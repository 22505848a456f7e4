//! services/api/src/web/rest.rs
//!
//! Contains the Axum handlers for the reader-facing views (bookshelf, book
//! detail, profile) and the master definition for the OpenAPI specification.

use crate::web::protocol::*;
use crate::web::state::AppState;
use crate::web::{admin, auth, chat};
use axum::{
    extract::{Path, Query, State},
    http::{StatusCode, Uri},
    response::Json,
    Extension,
};
use shelf_aware_core::catalog::{build_catalog_view, CatalogFilter, GenreFilter, StatusFilter};
use shelf_aware_core::detail::{
    build_book_detail, clamp_progress, progress_notification, NOT_FOUND_MESSAGE,
};
use shelf_aware_core::domain::{AuthSession, Notification, Role};
use shelf_aware_core::fixtures::EMOTION_TAGS;
use shelf_aware_core::ports::PortError;
use shelf_aware_core::profile::build_profile;
use shelf_aware_core::review::{submitted_notification, validate_review};
use std::sync::Arc;
use tracing::{error, info, warn};
use utoipa::OpenApi;

//=========================================================================================
// OpenAPI Master Definition
//=========================================================================================

#[derive(OpenApi)]
#[openapi(
    paths(
        auth::login_view_handler,
        auth::login_handler,
        auth::logout_handler,
        bookshelf_handler,
        book_detail_handler,
        update_progress_handler,
        submit_review_handler,
        profile_handler,
        chat::chat_view_handler,
        chat::send_message_handler,
        admin::admin_view_handler,
        admin::add_book_handler,
        admin::delete_book_handler,
        admin::summarize_book_handler,
        admin::approve_review_handler,
        admin::reject_review_handler,
    ),
    components(
        schemas(
            NotificationDto,
            ShellDto,
            CatalogViewDto,
            BookDetailDto,
            ProfileDto,
            ChatViewDto,
            AdminViewDto,
        )
    ),
    tags(
        (name = "Shelf Aware API", description = "Views and actions for the emotion-aware bookshelf.")
    )
)]
pub struct ApiDoc;

//=========================================================================================
// Shared Error Helpers
//=========================================================================================

/// Failure payload shared by every view handler.
pub type HandlerError = (StatusCode, Json<NotificationDto>);

pub(crate) fn reject(status: StatusCode, notification: Notification) -> HandlerError {
    (status, Json(notification.into()))
}

pub(crate) fn book_not_found() -> HandlerError {
    reject(StatusCode::NOT_FOUND, Notification::error(NOT_FOUND_MESSAGE))
}

/// Logs an unexpected port failure and hides the details from the client.
pub(crate) fn port_failure(context: &str, e: PortError) -> HandlerError {
    match e {
        PortError::NotFound(what) => {
            reject(StatusCode::NOT_FOUND, Notification::error(what))
        }
        PortError::Unauthorized => reject(
            StatusCode::UNAUTHORIZED,
            Notification::error("Your session has ended"),
        ),
        PortError::Unexpected(msg) => {
            error!("{}: {}", context, msg);
            reject(
                StatusCode::INTERNAL_SERVER_ERROR,
                Notification::error(format!("{} failed", context)),
            )
        }
    }
}

pub(crate) fn emotion_tags() -> Vec<String> {
    EMOTION_TAGS.iter().map(|t| t.to_string()).collect()
}

//=========================================================================================
// REST API Handlers
//=========================================================================================

/// The bookshelf: the catalog filtered by search, genre, and reading status.
#[utoipa::path(
    get,
    path = "/bookshelf",
    params(CatalogQuery),
    responses(
        (status = 200, description = "Filtered catalog split into status tabs", body = CatalogViewDto),
        (status = 303, description = "Not signed in, redirected to /login")
    )
)]
pub async fn bookshelf_handler(
    State(state): State<Arc<AppState>>,
    Extension(session): Extension<AuthSession>,
    uri: Uri,
    Query(query): Query<CatalogQuery>,
) -> Result<Json<CatalogViewDto>, HandlerError> {
    let books = state
        .library
        .list_books()
        .await
        .map_err(|e| port_failure("Loading books", e))?;
    let progress = state
        .library
        .list_progress()
        .await
        .map_err(|e| port_failure("Loading progress", e))?;

    let filter = CatalogFilter {
        query: query.q.unwrap_or_default(),
        genre: GenreFilter::parse(query.genre.as_deref()),
        status: StatusFilter::parse(query.status.as_deref()),
    };
    let view = build_catalog_view(&books, &progress, &filter);

    Ok(Json(CatalogViewDto::new(
        ShellDto::new(session.role, uri.path()),
        view,
    )))
}

/// A single book with its progress slider and reviews.
#[utoipa::path(
    get,
    path = "/book/{book_id}",
    params(("book_id" = String, Path, description = "Catalog id of the book.")),
    responses(
        (status = 200, description = "Book detail", body = BookDetailDto),
        (status = 404, description = "Book not found", body = NotificationDto)
    )
)]
pub async fn book_detail_handler(
    State(state): State<Arc<AppState>>,
    Extension(session): Extension<AuthSession>,
    uri: Uri,
    Path(book_id): Path<String>,
) -> Result<Json<BookDetailDto>, HandlerError> {
    let library = &state.library;
    let books = library
        .list_books()
        .await
        .map_err(|e| port_failure("Loading books", e))?;
    let progress = library
        .list_progress()
        .await
        .map_err(|e| port_failure("Loading progress", e))?;
    let reviews = library
        .list_reviews()
        .await
        .map_err(|e| port_failure("Loading reviews", e))?;
    let draft = state
        .sessions
        .progress_draft(&session.id, &book_id)
        .await
        .map_err(|e| port_failure("Loading progress draft", e))?;

    let detail = build_book_detail(&books, &progress, &reviews, &book_id, draft)
        .ok_or_else(book_not_found)?;

    Ok(Json(BookDetailDto::new(
        ShellDto::new(session.role, uri.path()),
        detail,
        emotion_tags(),
    )))
}

/// Moves the progress slider. The value lives in the session only.
#[utoipa::path(
    put,
    path = "/book/{book_id}/progress",
    params(("book_id" = String, Path, description = "Catalog id of the book.")),
    request_body = ProgressRequest,
    responses(
        (status = 200, description = "Progress recorded for this session", body = ProgressResponse),
        (status = 404, description = "Book not found", body = NotificationDto)
    )
)]
pub async fn update_progress_handler(
    State(state): State<Arc<AppState>>,
    Extension(session): Extension<AuthSession>,
    Path(book_id): Path<String>,
    Json(req): Json<ProgressRequest>,
) -> Result<Json<ProgressResponse>, HandlerError> {
    state
        .library
        .get_book(&book_id)
        .await
        .map_err(|_| book_not_found())?;

    let progress = clamp_progress(req.progress);
    state
        .sessions
        .save_progress_draft(&session.id, &book_id, progress)
        .await
        .map_err(|e| port_failure("Saving progress", e))?;

    Ok(Json(ProgressResponse {
        notification: progress_notification(progress).into(),
        progress,
    }))
}

/// Validates a review. Accepted reviews are acknowledged but not stored.
#[utoipa::path(
    post,
    path = "/book/{book_id}/reviews",
    params(("book_id" = String, Path, description = "Catalog id of the book.")),
    request_body = ReviewRequest,
    responses(
        (status = 200, description = "Review accepted", body = ReviewSubmittedResponse),
        (status = 404, description = "Book not found", body = NotificationDto),
        (status = 422, description = "Missing rating or emotion", body = NotificationDto)
    )
)]
pub async fn submit_review_handler(
    State(state): State<Arc<AppState>>,
    Path(book_id): Path<String>,
    Json(req): Json<ReviewRequest>,
) -> Result<Json<ReviewSubmittedResponse>, HandlerError> {
    state
        .library
        .get_book(&book_id)
        .await
        .map_err(|_| book_not_found())?;

    let accepted = validate_review(&book_id, req.into()).map_err(|rejection| {
        warn!(%book_id, %rejection, "Review rejected");
        reject(StatusCode::UNPROCESSABLE_ENTITY, rejection.notification())
    })?;
    info!(%book_id, rating = accepted.rating, "Review submitted");

    Ok(Json(ReviewSubmittedResponse {
        notification: submitted_notification().into(),
        review: accepted.into(),
    }))
}

/// Reading statistics, mood history, and the reader's reviews.
///
/// Always the reader's account, whichever role is signed in.
#[utoipa::path(
    get,
    path = "/profile",
    responses(
        (status = 200, description = "Profile statistics", body = ProfileDto)
    )
)]
pub async fn profile_handler(
    State(state): State<Arc<AppState>>,
    Extension(session): Extension<AuthSession>,
    uri: Uri,
) -> Result<Json<ProfileDto>, HandlerError> {
    let library = &state.library;
    let result = async {
        let user = library.account(Role::User).await?;
        let books = library.list_books().await?;
        let progress = library.list_progress().await?;
        let reviews = library.list_reviews().await?;
        let moods = library.list_mood_history().await?;
        Ok::<_, PortError>(build_profile(user, &books, &progress, &reviews, &moods))
    }
    .await;

    let stats = result.map_err(|e| port_failure("Loading profile", e))?;
    Ok(Json(ProfileDto::new(
        ShellDto::new(session.role, uri.path()),
        stats,
    )))
}
//! crates/shelf_aware_core/src/detail.rs
//!
//! The single-book page: lookup, progress slider, and existing reviews.

use crate::domain::{Book, Notification, ReadingProgress, Review};

pub const NOT_FOUND_MESSAGE: &str = "Book not found";

#[derive(Debug, Clone, PartialEq)]
pub struct BookDetail {
    pub book: Book,
    pub progress: Option<ReadingProgress>,
    /// Current slider position: the session's draft, else the stored record.
    pub slider: u8,
    pub reviews: Vec<Review>,
}

/// Returns `None` when no book carries `book_id`.
pub fn build_book_detail(
    books: &[Book],
    progress: &[ReadingProgress],
    reviews: &[Review],
    book_id: &str,
    draft: Option<u8>,
) -> Option<BookDetail> {
    let book = books.iter().find(|b| b.id == book_id)?.clone();
    let progress = progress.iter().find(|p| p.book_id == book_id).cloned();
    let slider = draft
        .or_else(|| progress.as_ref().map(|p| p.progress))
        .unwrap_or(0);

    Some(BookDetail {
        book,
        progress,
        slider,
        reviews: reviews
            .iter()
            .filter(|r| r.book_id == book_id)
            .cloned()
            .collect(),
    })
}

/// The slider spans 0..=100 in steps of 1.
pub fn clamp_progress(value: i64) -> u8 {
    value.clamp(0, 100) as u8
}

pub fn progress_notification(progress: u8) -> Notification {
    Notification::success(format!("Progress updated to {progress}%"))
}

#[cfg(test)]
mod tests {
    use super::*;
    use crate::fixtures::Library;

    fn detail(book_id: &str, draft: Option<u8>) -> Option<BookDetail> {
        let library = Library::seeded();
        build_book_detail(
            &library.books,
            &library.progress,
            &library.reviews,
            book_id,
            draft,
        )
    }

    #[test]
    fn missing_book_renders_nothing() {
        assert!(detail("999", None).is_none());
    }

    #[test]
    fn slider_starts_from_the_stored_record() {
        let detail = detail("1", None).unwrap();
        assert_eq!(detail.book.title, "The Midnight Library");
        assert_eq!(detail.slider, 65);
        assert_eq!(detail.reviews.len(), 1);
        assert_eq!(detail.reviews[0].id, "r2");
    }

    #[test]
    fn slider_prefers_the_session_draft() {
        assert_eq!(detail("1", Some(80)).unwrap().slider, 80);
    }

    #[test]
    fn untracked_book_starts_at_zero() {
        let detail = detail("4", None).unwrap();
        assert!(detail.progress.is_none());
        assert_eq!(detail.slider, 0);
        assert!(detail.reviews.is_empty());
    }

    #[test]
    fn progress_is_clamped_to_the_slider_range() {
        assert_eq!(clamp_progress(-5), 0);
        assert_eq!(clamp_progress(42), 42);
        assert_eq!(clamp_progress(250), 100);
        assert_eq!(progress_notification(42).message, "Progress updated to 42%");
    }
}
● ● ●
WORK REQUIRED: The required output is each line of the entries that contains the word "derive".

RESULT OF THE EXERCISE:
#[derive(OpenApi)]
#[derive(Debug, Clone, PartialEq)]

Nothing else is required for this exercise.